Activity:
For the listing below, work out the number of lines that hold "selection" and return that number alone.

Dataset content:
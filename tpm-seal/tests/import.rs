// SPDX-FileCopyrightText: © 2025 Phala Network <dstack@phala.network>
//
// SPDX-License-Identifier: Apache-2.0

use rand::rngs::StdRng;
use rand::SeedableRng;
use tpm2::policy::PcrValues;
use tpm2::{ErrorCategory, SimulatorConfig, TpmAlgId, TpmContext, TpmHt};
use tpm_seal::{classify, flows, import, keys, pcr_spec, ImportBlob};

fn target(seed: u64) -> TpmContext {
    TpmContext::simulator(SimulatorConfig {
        seed,
        ..Default::default()
    })
}

fn wrap_for(ctx: &mut TpmContext, secret: &[u8], pcrs: Option<&PcrValues>) -> ImportBlob {
    let pem = flows::ek_public_pem(ctx).unwrap();
    let ek_public = keys::ek_public_from_pem(&pem).unwrap();
    import::wrap(&ek_public, secret, pcrs, &mut StdRng::seed_from_u64(7)).unwrap()
}

#[test]
fn import_round_trip_through_file() {
    let mut ctx = target(SimulatorConfig::default().seed);
    let blob = wrap_for(&mut ctx, b"cross-device secret", None);

    let dir = tempfile::tempdir().unwrap();
    let path = dir.path().join("sealed.dat");
    blob.write_to(&path).unwrap();
    let loaded = ImportBlob::read_from(&path).unwrap();
    assert_eq!(loaded.to_bytes(), blob.to_bytes());

    let secret = flows::import_unseal(&mut ctx, &loaded).unwrap();
    assert_eq!(&*secret, b"cross-device secret");
    assert!(ctx.get_handles(TpmHt::Transient).unwrap().is_empty());
    assert!(ctx.get_handles(TpmHt::LOADED_SESSION).unwrap().is_empty());
}

#[test]
fn wrong_target_is_an_integrity_failure() {
    let mut intended = target(1);
    let blob = wrap_for(&mut intended, b"not for you", None);

    let mut other = target(2);
    let err = flows::import_unseal(&mut other, &blob).unwrap_err();
    assert_eq!(classify(&err), ErrorCategory::Integrity);
    assert!(other.get_handles(TpmHt::Transient).unwrap().is_empty());
}

#[test]
fn tampered_blob_is_an_integrity_failure() {
    let mut ctx = target(3);
    let mut blob = wrap_for(&mut ctx, b"secret", None);
    let last = blob.duplicate.len() - 1;
    blob.duplicate[last] ^= 0x01;
    let err = flows::import_unseal(&mut ctx, &blob).unwrap_err();
    assert_eq!(classify(&err), ErrorCategory::Integrity);
}

#[test]
fn embedded_pcr_policy_is_enforced_by_the_target() {
    let mut ctx = target(4);
    let zeros = hex::encode([0u8; 32]);
    let pcrs = pcr_spec::parse_pcr_values(&format!("23={zeros}"), TpmAlgId::Sha256).unwrap();
    let blob = wrap_for(&mut ctx, b"gated", Some(&pcrs));

    assert_eq!(&*flows::import_unseal(&mut ctx, &blob).unwrap(), b"gated");

    ctx.pcr_extend(23, &[0x22; 32], TpmAlgId::Sha256).unwrap();
    let err = flows::import_unseal(&mut ctx, &blob).unwrap_err();
    assert_eq!(classify(&err), ErrorCategory::Authorization);
    assert!(ctx.get_handles(TpmHt::Transient).unwrap().is_empty());
    assert!(ctx.get_handles(TpmHt::LOADED_SESSION).unwrap().is_empty());
}

#[test]
fn edited_pcr_list_is_an_integrity_failure() {
    let mut ctx = target(5);
    let zeros = hex::encode([0u8; 32]);
    let pcrs = pcr_spec::parse_pcr_values(&format!("23={zeros}"), TpmAlgId::Sha256).unwrap();
    let mut blob = wrap_for(&mut ctx, b"gated", Some(&pcrs));

    // Point the embedded list at a value the PCR does not hold
    blob.pcrs.as_mut().unwrap().values[0].1[0] ^= 0x01;
    let err = flows::import_unseal(&mut ctx, &blob).unwrap_err();
    assert_eq!(classify(&err), ErrorCategory::Integrity);

    // Dropping the list entirely does not bypass the policy either
    blob.pcrs = None;
    let err = flows::import_unseal(&mut ctx, &blob).unwrap_err();
    assert_eq!(classify(&err), ErrorCategory::Integrity);
    assert!(ctx.get_handles(TpmHt::Transient).unwrap().is_empty());
    assert!(ctx.get_handles(TpmHt::LOADED_SESSION).unwrap().is_empty());
}

#[test]
fn missing_blob_file_is_reported_as_malformed_input() {
    let dir = tempfile::tempdir().unwrap();
    let err = ImportBlob::read_from(dir.path().join("never-written.dat")).unwrap_err();
    assert_eq!(classify(&err), ErrorCategory::MalformedInput);
    assert_eq!(classify(&err).exit_code(), 6);
    assert!(!tpm_seal::report(&err).starts_with("transport failure"));
}

#[test]
fn oversized_secret_is_refused_before_wrapping() {
    let mut ctx = target(6);
    let pem = flows::ek_public_pem(&mut ctx).unwrap();
    let ek_public = keys::ek_public_from_pem(&pem).unwrap();
    let err = import::wrap(&ek_public, &[0x41; 200], None, &mut StdRng::seed_from_u64(7))
        .unwrap_err();
    assert_eq!(classify(&err), ErrorCategory::MalformedInput);
}
// SPDX-FileCopyrightText: © 2025 Phala Network <dstack@phala.network>
//
// SPDX-License-Identifier: Apache-2.0

//! Policy digest engine
//!
//! A trial session computes the digest an object must carry; a real policy
//! session replays the same assertions against live state at use time.

use anyhow::{Context, Result};
use tpm2::policy::PcrValues;
use tpm2::{tpm_rh, Auth, AuthSession, HandleScope, NamedHandle, TpmAlgId, MIN_NONCE_SIZE};
use tracing::debug;

/// Policy digest of a single PolicyPCR assertion, computed by the TPM
pub fn trial_pcr_policy(
    scope: &mut HandleScope<'_>,
    policy_alg: TpmAlgId,
    pcrs: &PcrValues,
) -> Result<Vec<u8>> {
    let mut trial = scope.start_trial(policy_alg)?;
    let digest = (|| -> Result<Vec<u8>> {
        trial.policy_pcr(scope.tpm(), Some(&pcrs.digest()?), &pcrs.selection())?;
        trial.get_digest(scope.tpm())
    })();
    let digest = scope
        .finish_session(trial, digest)
        .context("failed to compute PCR policy")?;
    debug!("PCR policy over {:?}: {}", pcrs.indices(), hex::encode(&digest));
    Ok(digest)
}

/// A policy session that has asserted `pcrs`
///
/// The TPM compares the expected digest with the live registers, so a drifted
/// PCR fails here as an authorization failure.
pub fn satisfy_pcr_policy(
    scope: &mut HandleScope<'_>,
    policy_alg: TpmAlgId,
    pcrs: &PcrValues,
) -> Result<AuthSession> {
    let mut session = scope.start_policy(policy_alg, MIN_NONCE_SIZE)?;
    let digest = pcrs.digest()?;
    if let Err(err) = session.policy_pcr(scope.tpm(), Some(&digest), &pcrs.selection()) {
        let err = err.context("PCR state does not satisfy the policy");
        return scope.finish_session(session, Err(err));
    }
    Ok(session)
}

/// A policy session that has asserted knowledge of the endorsement
/// hierarchy's (empty) auth, as the TCG endorsement key policy requires
pub fn satisfy_endorsement_policy(scope: &mut HandleScope<'_>) -> Result<AuthSession> {
    let mut session = scope.start_policy(TpmAlgId::Sha256, MIN_NONCE_SIZE)?;
    let endorsement = NamedHandle::permanent(tpm_rh::ENDORSEMENT);
    if let Err(err) = session.policy_secret(scope.tpm(), &endorsement, Auth::null()) {
        let err = err.context("failed to satisfy the endorsement key policy");
        return scope.finish_session(session, Err(err));
    }
    Ok(session)
}

/// Expected values of `indices` in the `hash` bank, read from the TPM
pub fn current_pcrs(
    scope: &mut HandleScope<'_>,
    hash: TpmAlgId,
    indices: &[u32],
) -> Result<PcrValues> {
    let mut values = PcrValues::new(hash);
    for (index, value) in scope.tpm().pcr_read_bank(hash, indices)? {
        values.insert(index, value)?;
    }
    Ok(values)
}

#[cfg(test)]
mod tests {
    use super::*;
    use tpm2::{SimulatorConfig, TpmContext, TpmHt};

    #[test]
    fn test_trial_matches_software_digest() {
        let mut ctx = TpmContext::simulator(SimulatorConfig::default());
        let mut scope = HandleScope::new(&mut ctx);
        let pcrs = current_pcrs(&mut scope, TpmAlgId::Sha256, &[23]).unwrap();
        let digest = trial_pcr_policy(&mut scope, TpmAlgId::Sha256, &pcrs).unwrap();
        assert_eq!(digest, pcrs.policy_digest(TpmAlgId::Sha256).unwrap());
        assert!(scope.live().is_empty());
        scope.close().unwrap();
    }

    #[test]
    fn test_failed_assertion_releases_session() {
        let mut ctx = TpmContext::simulator(SimulatorConfig::default());
        {
            let mut scope = HandleScope::new(&mut ctx);
            let mut pcrs = PcrValues::new(TpmAlgId::Sha256);
            pcrs.insert(23, vec![0xAA; 32]).unwrap();
            let err = satisfy_pcr_policy(&mut scope, TpmAlgId::Sha256, &pcrs).unwrap_err();
            assert_eq!(
                tpm2::ErrorCategory::of(&err),
                tpm2::ErrorCategory::Authorization
            );
            assert!(scope.live().is_empty());
        }
        assert!(ctx.get_handles(TpmHt::LOADED_SESSION).unwrap().is_empty());
    }
}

Task response:
2